Quality is the best USP (unique selling property) that can create wonders by achieving huge sales numbers; no amount of aggressive marketing can push a bad product into the market, even if it does, the product can never sustain and create an ever-lasting impression. This may be the reason why software testing moved from being a mere support function to an independently operating sector. Gone are the days when testing would come into the picture only after the whole developmental process is complete, today with agile methodologies being implemented, testing has become an integral part of the software development lifecycle. It is introduced earlier in the process and performed simultaneously with development. In this way, the quality of the software remains top-notch.

Software testing has evolved over the past two decades. Initially performed as manual testing, it was time-consuming and reported inaccurate results due to its repetitive and mundane nature. Over time, the process evolved being powered by automation solutions to ease the tedious manual testing process, saving on time, cost, and effort. Today, test automation has become a significant software testing approach preferred by organizations worldwide.

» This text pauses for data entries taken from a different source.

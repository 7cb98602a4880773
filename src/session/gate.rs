//! Request-side session gate.
//!
//! The session token lives in an `HttpOnly` cookie. [`Session`] is an axum
//! extractor: page handlers that take it are only reached with a live
//! session, everything else is redirected to the login page. [`ApiSession`]
//! does the same for JSON routes with a `401`.

use axum::{
    Json,
    extract::{FromRef, FromRequestParts},
    http::{StatusCode, request::Parts},
    response::{IntoResponse, Redirect, Response},
};
use axum_extra::extract::cookie::{Cookie, CookieJar, SameSite};
use serde_json::json;

use super::store::{Session, SessionStore};

/// Cookie carrying the session token.
pub const SESSION_COOKIE: &str = "campaign_session";

/// Where unauthenticated page visits are sent.
pub const LOGIN_PATH: &str = "/login";

/// Attach the session cookie for `session`.
#[must_use]
pub fn with_session_cookie(jar: CookieJar, session: &Session) -> CookieJar {
    jar.add(
        Cookie::build((SESSION_COOKIE, session.token().to_string()))
            .http_only(true)
            .same_site(SameSite::Lax)
            .path("/")
            .build(),
    )
}

/// Expire the session cookie.
#[must_use]
pub fn without_session_cookie(jar: CookieJar) -> CookieJar {
    jar.remove(Cookie::build(SESSION_COOKIE).path("/"))
}

/// Resolve the session referenced by the request cookies.
#[must_use]
pub fn session_from_jar(store: &SessionStore, jar: &CookieJar) -> Option<Session> {
    jar.get(SESSION_COOKIE)
        .and_then(|cookie| store.get(cookie.value()))
}

/// Destroy the session referenced by the request cookies, if any.
pub fn end_session(store: &SessionStore, jar: &CookieJar) {
    if let Some(cookie) = jar.get(SESSION_COOKIE) {
        store.logout(cookie.value());
    }
}

fn session_from_parts(parts: &Parts, store: &SessionStore) -> Option<Session> {
    session_from_jar(store, &CookieJar::from_headers(&parts.headers))
}

impl<S> FromRequestParts<S> for Session
where
    S: Send + Sync,
    SessionStore: FromRef<S>,
{
    type Rejection = Redirect;

    async fn from_request_parts(parts: &mut Parts, state: &S) -> Result<Self, Self::Rejection> {
        let store = SessionStore::from_ref(state);
        session_from_parts(parts, &store).ok_or_else(|| {
            tracing::debug!(path = %parts.uri.path(), "No session, redirecting to login");
            Redirect::to(LOGIN_PATH)
        })
    }
}

/// Session extractor for JSON routes.
#[derive(Debug, Clone)]
pub struct ApiSession(pub Session);

/// Rejection for [`ApiSession`].
#[derive(Debug, Clone, Copy)]
pub struct Unauthorized;

impl IntoResponse for Unauthorized {
    fn into_response(self) -> Response {
        (
            StatusCode::UNAUTHORIZED,
            Json(json!({ "error": "not logged in" })),
        )
            .into_response()
    }
}

impl<S> FromRequestParts<S> for ApiSession
where
    S: Send + Sync,
    SessionStore: FromRef<S>,
{
    type Rejection = Unauthorized;

    async fn from_request_parts(parts: &mut Parts, state: &S) -> Result<Self, Self::Rejection> {
        let store = SessionStore::from_ref(state);
        session_from_parts(parts, &store)
            .map(ApiSession)
            .ok_or(Unauthorized)
    }
}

Emerging Trends in Test Automation

The global test automation market is expected to grow to $28.8 billion by 2024. This massive industry has given rise to new trends every now and then to keep up with technological advancement and ever-changing customer preferences. Some of the popular trends in test automation are listed below.

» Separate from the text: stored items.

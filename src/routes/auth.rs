//! Login and logout pages.

use axum::{
    Form,
    extract::State,
    http::StatusCode,
    response::{Html, IntoResponse, Redirect, Response},
};
use axum_extra::extract::cookie::CookieJar;
use serde::Deserialize;

use crate::AppState;
use crate::error::Result;
use crate::notice::{Notice, flash, take_flash};
use crate::session::gate::{
    LOGIN_PATH, end_session, session_from_jar, with_session_cookie, without_session_cookie,
};
use crate::session::AuthError;
use crate::ui::{LoginPage, RedirectView};

use super::CHAT_PATH;

/// Login form fields. Missing fields count as empty.
#[derive(Debug, Deserialize)]
pub struct LoginForm {
    #[serde(default)]
    pub email: String,
    #[serde(default)]
    pub password: String,
}

fn login_view(
    state: &AppState,
    email: String,
    notices: &[Notice],
    redirect: Option<RedirectView>,
) -> LoginPage {
    let credentials = state.sessions.credentials();
    let hint = credentials.hint();
    LoginPage {
        email,
        hint_email: credentials.email.clone(),
        hint_password: credentials.password.clone(),
        notices: notices.iter().map(|notice| notice.view(&hint)).collect(),
        redirect,
    }
}

/// GET /login - Show the login form.
pub async fn login_page(State(state): State<AppState>, jar: CookieJar) -> Result<Response> {
    if session_from_jar(&state.sessions, &jar).is_some() {
        return Ok(Redirect::to(CHAT_PATH).into_response());
    }

    let (jar, flashed) = take_flash(jar);
    let notices: Vec<Notice> = flashed.into_iter().collect();
    let html = state
        .pages
        .login(&login_view(&state, String::new(), &notices, None))?;
    Ok((jar, Html(html)).into_response())
}

/// POST /login - Check credentials and open a session.
///
/// Success answers with a confirmation page that moves on to the chat after
/// the configured delay. Rejection re-renders the form with the email kept.
pub async fn login_submit(
    State(state): State<AppState>,
    jar: CookieJar,
    Form(form): Form<LoginForm>,
) -> Result<Response> {
    match state.sessions.login(&form.email, &form.password) {
        Ok(session) => {
            // a client holds one session at a time
            end_session(&state.sessions, &jar);
            let redirect = RedirectView {
                url: CHAT_PATH,
                delay_secs: state.sessions.redirect_delay().as_secs(),
            };
            let page = login_view(&state, form.email, &[Notice::LoginSucceeded], Some(redirect));
            let html = state.pages.login(&page)?;
            Ok((with_session_cookie(jar, &session), Html(html)).into_response())
        }
        Err(AuthError::InvalidCredentials) => {
            let page = login_view(&state, form.email, &[Notice::InvalidCredentials], None);
            let html = state.pages.login(&page)?;
            Ok((StatusCode::UNAUTHORIZED, Html(html)).into_response())
        }
    }
}

/// POST /logout - Destroy the session, whatever state it is in.
pub async fn logout(State(state): State<AppState>, jar: CookieJar) -> impl IntoResponse {
    end_session(&state.sessions, &jar);
    let jar = flash(without_session_cookie(jar), Notice::LoggedOut);
    (jar, Redirect::to(LOGIN_PATH))
}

Codeless test automation: Codeless test automation has been a revolutionary approach in the software testing industry. This is a fully automated process where the testers do not have to write codes; it helps organizations to considerably save on time and cost.

As the software testing process is advancing, continuous testing has been implemented to ensure reliable and stable results across the development pipeline. Under such critical scenario, code-based or manual testing can be futile. Codeless test automation can be performed effortlessly, and efficient results can be yield.

Cloud-based cross-device testing: Testing an app on all devices is quite a costly affair. Infrastructural setup cost was huge, and companies were not willing to invest a huge chunk of their budget only to set up devices for testing. This scenario gave rise to simulators and emulators, which are virtual devices mimicking the real ones. However, due to their inconsistent result behavior, organizations are moving towards Cloud-based testing otherwise known as Device Farms. Cloud-based frameworks are the popular choice for companies today, where they can run the tests easily on the Cloud and without having to make any huge investment. Companies can either opt for a public or open-source versions, or go for private Cloud; some of them even prefer hybrid models. No doubt, Cloud-based models are an innovative approach transforming the way testing is done today.

Risk compliance and security testing: Cyberthreats and breaches are rising at an alarming rate; only an efficient security testing can identify potential attacks and secure the system. Risk compliance and security testing are of paramount importance that cannot be neglected. It runs vulnerability scans across the system to identify any potential threat, and assesses the security of the IT infrastructure by utilizing weaknesses in a secured manner. Only a proper risk compliance strategy and efficient security testing can secure the system and create safe interface for users without the fear of confidentiality breach.

AI-powered testing: Automating testing was a revolutionary step towards improving the quality of the software. The introduction on AI (Artificial Intelligence) in testing has taken the software testing process to an exceptional level. AI-powered testing solutions have significantly reduced the human efforts while saving immensely on time. Performing repetitive tasks where highly tedious, which was eased by automation testing. However, AI-integration has redefined the process with its reasoning and problem-solving capabilities. AI-integrations have increased the productivity rate and agility tremendously, while improving resilience and reliability.

AI testing is gaining immense popularity for the ease and accuracy it offers. It's intelligent solutions to track defects and change operational strategy based on the customer behavior is by far the best way to perform software testing.

Shift-left testing: Shift-left approach focuses on testing and monitoring the app across the production environment. Here, the testing sequence is pre-defined, making it easier for the testers to write test cases as per the requirement. Testing is implemented in the early stages of software development; this practice helps identify and prevent defects early and deliver software of higher quality. Shift-left testing is popularly used by organizations to ensure better test coverage, save immensely on cost, and enhance customer experience.

Future of Software Testing

The use of codeless test automation has been on rise with organizations preferring to use it for the ease it offers without compromising on the quality. However, this is the current situation in the software testing trend, which will soon move to advanced testing solutions powered by Artificial Intelligence. AI-powered platforms have already made their presence in the market; they are predicted to soon be the most preferred software testing platforms. Its sophistication, efficiency, intelligent decision-making capabilities, self-healing nature, and faster test execution has made it stand out in the market. The craze for AI-solution is already increasing among companies and will be the future of software testing.

No matter what kind of technology comes up, whether codeless test automation or AI solution, the manual testing trend will always be a part of the process. Manual assistance is required for the initial setup of the process and monitoring the results at intervals to check if the process is working as expected. No technology has ever been created that can work independently without manual assistance.